■ **Activity**
Among the lines below, count those with "crate". Give the total alone.

* * * *

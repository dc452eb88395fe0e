//! Static Frame (`#UT`) encoding and decoding
//!
//! # Frame Structure
//!
//! ```text
//! "#UT" | version (2) | provider (4) | key id (5) | signature (50 or 64) | length (4) | zlib data
//! ```
//!
//! The zlib data inflates to a sequence of [`DataRecord`]s. The signature
//! covers the compressed bytes exactly as transmitted.
//!
//! # Signature Slot
//!
//! - Version `01`: DER signature, zero-padded to 50 bytes
//! - Version `02`: raw `r ‖ s`, 32 bytes each
//!
//! # Usage Example
//!
//! ```rust
//! use uic_frame::static_frame::{DataRecord, GenericRecord, StaticFrame};
//! use uic_frame::StaticVersion;
//!
//! let mut frame = StaticFrame::new(StaticVersion::V2, "1080", "00001");
//! frame.records.push(DataRecord::Generic(GenericRecord {
//!     tag: "0080BL".to_string(),
//!     version: 3,
//!     content: b"data".to_vec(),
//! }));
//! let bytes = frame.encode()?;
//! assert_eq!(&bytes[..5], b"#UT02");
//! assert_eq!(StaticFrame::decode(&bytes)?.records, frame.records);
//! # Ok::<(), uic_core::UicError>(())
//! ```

pub mod header;
pub mod layout;
pub mod records;

pub use header::UicHeaderRecord;
pub use layout::{LayoutField, TicketLayoutRecord};
pub use records::{decode_records, encode_records, DataRecord, FlexRecord, GenericRecord};

use crate::compression::{Compressor, ZlibCompressor};
use crate::config::{FrameConfig, StaticVersion};
use records::{read_ascii, read_digits, write_ascii, write_digits};
use uic_core::{ResultExt, UicError, UicResult};
use uic_security::der;
use uic_security::{SignatureValidation, SignatureVerifier, Signer};
use uic_ticket::{TicketCodec, TicketPayload};

/// Frame magic
pub const MAGIC: &[u8; 3] = b"#UT";

/// Bytes between the magic and the signature: version, provider, key id
const ID_LEN: usize = 2 + 4 + 5;

/// Width of each raw signature component in a version 2 slot
const V2_COMPONENT_LEN: usize = 32;

/// Record bytes together with the compressed form that was transmitted or signed
#[derive(Debug, Clone, PartialEq, Eq)]
struct PackedRecords {
    plain: Vec<u8>,
    compressed: Vec<u8>,
}

/// Static Frame
#[derive(Debug, Clone)]
pub struct StaticFrame {
    pub version: StaticVersion,
    /// RICS code of the security provider (4 characters)
    pub provider: String,
    /// Signature key id (5 characters)
    pub key_id: String,
    /// Signature slot content, exactly as stored in the frame
    pub signature: Vec<u8>,
    pub records: Vec<DataRecord>,
    packed: Option<PackedRecords>,
}

impl PartialEq for StaticFrame {
    fn eq(&self, other: &Self) -> bool {
        self.version == other.version
            && self.provider == other.provider
            && self.key_id == other.key_id
            && self.signature == other.signature
            && self.records == other.records
    }
}

impl Eq for StaticFrame {}

impl StaticFrame {
    /// Create an unsigned frame without records
    pub fn new(version: StaticVersion, provider: &str, key_id: &str) -> Self {
        Self {
            version,
            provider: provider.to_string(),
            key_id: key_id.to_string(),
            signature: vec![0u8; version.signature_len()],
            records: Vec::new(),
            packed: None,
        }
    }

    /// Create an unsigned frame of the configured version
    pub fn from_config(config: &FrameConfig, provider: &str, key_id: &str) -> Self {
        Self::new(config.static_version, provider, key_id)
    }

    /// Decode a frame with the default configuration
    pub fn decode(bytes: &[u8]) -> UicResult<Self> {
        Self::decode_with(bytes, &ZlibCompressor::default())
    }

    pub fn decode_with_config(bytes: &[u8], config: &FrameConfig) -> UicResult<Self> {
        Self::decode_with(bytes, &ZlibCompressor::from_config(config))
    }

    /// Decode a frame, inflating its data with `compressor`
    pub fn decode_with(bytes: &[u8], compressor: &dyn Compressor) -> UicResult<Self> {
        if !bytes.starts_with(MAGIC) {
            return Err(UicError::Structural(
                "Static frame must start with #UT".to_string(),
            ));
        }
        let mut pos = MAGIC.len();

        let number = read_digits(bytes, pos, 2, "version").field("header")?;
        let version = StaticVersion::from_number(number as u8)?;
        pos += 2;
        let provider = read_ascii(bytes, pos, 4, "provider").field("header")?.to_string();
        pos += 4;
        let key_id = read_ascii(bytes, pos, 5, "key id").field("header")?.to_string();
        pos += 5;

        let signature_len = version.signature_len();
        if bytes.len() < pos + signature_len + 4 {
            return Err(UicError::Structural(format!(
                "Static frame v{:02} header needs {} bytes, got {}",
                number,
                pos + signature_len + 4,
                bytes.len()
            )));
        }
        let signature = bytes[pos..pos + signature_len].to_vec();
        pos += signature_len;

        let declared = read_digits(bytes, pos, 4, "data length").field("header")?;
        pos += 4;
        let compressed = &bytes[pos..];
        if declared != compressed.len() {
            return Err(UicError::Structural(format!(
                "Declared data length {} does not match {} remaining bytes",
                declared,
                compressed.len()
            )));
        }

        let plain = compressor.decompress(compressed)?;
        let records = decode_records(&plain)?;
        log::debug!(
            "Decoded static frame v{:02} from {} key {}: {} records, {} bytes decompressed",
            number,
            provider,
            key_id,
            records.len(),
            plain.len()
        );

        Ok(Self {
            version,
            provider,
            key_id,
            signature,
            records,
            packed: Some(PackedRecords {
                plain,
                compressed: compressed.to_vec(),
            }),
        })
    }

    /// Compressed record data as signed and transmitted
    ///
    /// Reuses the compressed bytes captured at decode or sign time while the
    /// records are unchanged, so re-encoding reproduces the original frame.
    pub fn signed_data_with(&self, compressor: &dyn Compressor) -> UicResult<Vec<u8>> {
        let plain = encode_records(&self.records)?;
        match &self.packed {
            Some(packed) if packed.plain == plain => Ok(packed.compressed.clone()),
            _ => compressor.compress(&plain),
        }
    }

    pub fn signed_data(&self) -> UicResult<Vec<u8>> {
        self.signed_data_with(&ZlibCompressor::default())
    }

    /// Encode the frame with the default configuration
    pub fn encode(&self) -> UicResult<Vec<u8>> {
        self.encode_with(&ZlibCompressor::default())
    }

    pub fn encode_with_config(&self, config: &FrameConfig) -> UicResult<Vec<u8>> {
        self.encode_with(&ZlibCompressor::from_config(config))
    }

    pub fn encode_with(&self, compressor: &dyn Compressor) -> UicResult<Vec<u8>> {
        let signature_len = self.version.signature_len();
        if self.signature.len() != signature_len {
            return Err(UicError::InvalidLength {
                expected: signature_len,
                actual: self.signature.len(),
            })
            .field("signature");
        }
        let compressed = self.signed_data_with(compressor)?;

        let mut out = Vec::with_capacity(MAGIC.len() + ID_LEN + signature_len + 4 + compressed.len());
        out.extend_from_slice(MAGIC);
        write_digits(&mut out, usize::from(self.version.number()), 2, "version")?;
        write_ascii(&mut out, &self.provider, 4, "provider")?;
        write_ascii(&mut out, &self.key_id, 5, "key id")?;
        out.extend_from_slice(&self.signature);
        write_digits(&mut out, compressed.len(), 4, "data length")?;
        out.extend_from_slice(&compressed);
        log::debug!(
            "Encoded static frame v{:02}: {} records, {} bytes",
            self.version.number(),
            self.records.len(),
            out.len()
        );
        Ok(out)
    }

    pub fn sign(&mut self, signer: &dyn Signer) -> UicResult<()> {
        self.sign_with(signer, &ZlibCompressor::default())
    }

    /// Sign the compressed record data and store the signature in the slot
    pub fn sign_with(&mut self, signer: &dyn Signer, compressor: &dyn Compressor) -> UicResult<()> {
        let plain = encode_records(&self.records)?;
        let compressed = match &self.packed {
            Some(packed) if packed.plain == plain => packed.compressed.clone(),
            _ => compressor.compress(&plain)?,
        };
        let signature = signer.sign(&compressed)?;

        self.signature = match self.version {
            StaticVersion::V1 => {
                let slot_len = self.version.signature_len();
                if signature.len() > slot_len {
                    return Err(UicError::InvalidSignature(format!(
                        "DER signature of {} bytes does not fit the {}-byte slot",
                        signature.len(),
                        slot_len
                    )));
                }
                let mut slot = signature;
                slot.resize(slot_len, 0);
                slot
            }
            StaticVersion::V2 => der::signature_to_raw(&signature, V2_COMPONENT_LEN)?,
        };
        self.packed = Some(PackedRecords { plain, compressed });
        Ok(())
    }

    /// Signature in DER form, or `None` for an empty slot
    pub fn signature_der(&self) -> UicResult<Option<Vec<u8>>> {
        if self.signature.iter().all(|&b| b == 0) {
            return Ok(None);
        }
        match self.version {
            StaticVersion::V1 => {
                let length = der::element_length(&self.signature)
                    .map_err(|e| UicError::InvalidSignature(e.to_string()))?;
                if length > self.signature.len() {
                    return Err(UicError::InvalidSignature(
                        "DER signature overruns its slot".to_string(),
                    ));
                }
                Ok(Some(self.signature[..length].to_vec()))
            }
            StaticVersion::V2 => der::signature_from_raw(&self.signature).map(Some),
        }
    }

    pub fn verify(
        &self,
        verifier: &dyn SignatureVerifier,
        public_key: &[u8],
        algorithm_oid: &str,
    ) -> SignatureValidation {
        self.verify_with(verifier, public_key, algorithm_oid, &ZlibCompressor::default())
    }

    /// Check the signature against the issuer's public key
    pub fn verify_with(
        &self,
        verifier: &dyn SignatureVerifier,
        public_key: &[u8],
        algorithm_oid: &str,
        compressor: &dyn Compressor,
    ) -> SignatureValidation {
        let signature = match self.signature_der() {
            Ok(Some(signature)) => signature,
            Ok(None) => return SignatureValidation::SignatureMissing,
            Err(_) => return SignatureValidation::EncodingError,
        };
        if public_key.is_empty() {
            return SignatureValidation::KeyMissing;
        }
        if algorithm_oid.is_empty() {
            return SignatureValidation::AlgorithmMissing;
        }
        if self.records.is_empty() {
            return SignatureValidation::SignedDataMissing;
        }
        let data = match self.signed_data_with(compressor) {
            Ok(data) => data,
            Err(_) => return SignatureValidation::EncodingError,
        };
        SignatureValidation::from_verification(verifier.verify(&signature, &data, public_key, algorithm_oid))
    }

    pub fn header_record(&self) -> Option<&UicHeaderRecord> {
        self.records.iter().find_map(|record| match record {
            DataRecord::Header(header) => Some(header),
            _ => None,
        })
    }

    pub fn layout_record(&self) -> Option<&TicketLayoutRecord> {
        self.records.iter().find_map(|record| match record {
            DataRecord::Layout(layout) => Some(layout),
            _ => None,
        })
    }

    /// Ticket carried in the `U_FLEX` record, if any
    pub fn ticket_payload(&self) -> Option<&TicketPayload> {
        self.records.iter().find_map(|record| match record {
            DataRecord::Flex(flex) => Some(&flex.payload),
            _ => None,
        })
    }

    /// Ticket of the `U_FLEX` record, mapped through `codec`
    pub fn ticket<C: TicketCodec>(&self, codec: &C) -> UicResult<Option<C::Ticket>> {
        self.ticket_payload()
            .map(|payload| codec.decode(payload).field(records::TAG_FLEX))
            .transpose()
    }
}

#[cfg(test)]
mod tests {
    use super::*;
    use uic_ticket::FcbVersion;

    fn sample_frame(version: StaticVersion) -> StaticFrame {
        let mut frame = StaticFrame::new(version, "1080", "00002");
        frame.records.push(DataRecord::Header(UicHeaderRecord {
            version: 1,
            issuer: "1080".to_string(),
            identifier: "00000000000000000042".to_string(),
            issued_at: "010120241200".to_string(),
            flags: 0,
            language: "DE".to_string(),
            additional_language: "  ".to_string(),
        }));
        frame.records.push(DataRecord::Flex(FlexRecord {
            payload: TicketPayload::new(FcbVersion::V3, vec![0x42, 0x00, 0x17]),
        }));
        frame
    }

    #[test]
    fn test_roundtrip_v2() {
        let frame = sample_frame(StaticVersion::V2);
        let bytes = frame.encode().unwrap();
        assert_eq!(&bytes[..14], b"#UT02108000002");
        assert_eq!(&bytes[14..78], &[0u8; 64][..]);

        let decoded = StaticFrame::decode(&bytes).unwrap();
        assert_eq!(decoded.records, frame.records);
        assert_eq!(decoded.header_record().unwrap().language, "DE");
        assert_eq!(decoded.ticket_payload().unwrap().version, FcbVersion::V3);
        assert_eq!(decoded.encode().unwrap(), bytes);
    }

    #[test]
    fn test_v1_signature_slot() {
        let bytes = sample_frame(StaticVersion::V1).encode().unwrap();
        assert_eq!(&bytes[..5], b"#UT01");
        let length: usize = std::str::from_utf8(&bytes[64..68]).unwrap().parse().unwrap();
        assert_eq!(length, bytes.len() - 68);
    }

    #[test]
    fn test_bad_magic() {
        assert!(matches!(StaticFrame::decode(b"#U"), Err(UicError::Structural(_))));
        assert!(matches!(StaticFrame::decode(b"#XT01"), Err(UicError::Structural(_))));
    }

    #[test]
    fn test_unknown_version() {
        let mut bytes = sample_frame(StaticVersion::V2).encode().unwrap();
        bytes[4] = b'3';
        assert!(StaticFrame::decode(&bytes).is_err());
    }

    #[test]
    fn test_length_mismatch() {
        let mut bytes = sample_frame(StaticVersion::V2).encode().unwrap();
        bytes.push(0x00);
        let err = StaticFrame::decode(&bytes).unwrap_err();
        assert!(matches!(err, UicError::Structural(ref msg) if msg.contains("Declared data length")));
    }

    #[test]
    fn test_empty_slot_is_missing_signature() {
        let frame = sample_frame(StaticVersion::V2);
        assert_eq!(frame.signature_der().unwrap(), None);
    }
}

* * * *

■ **Solution to this task**
2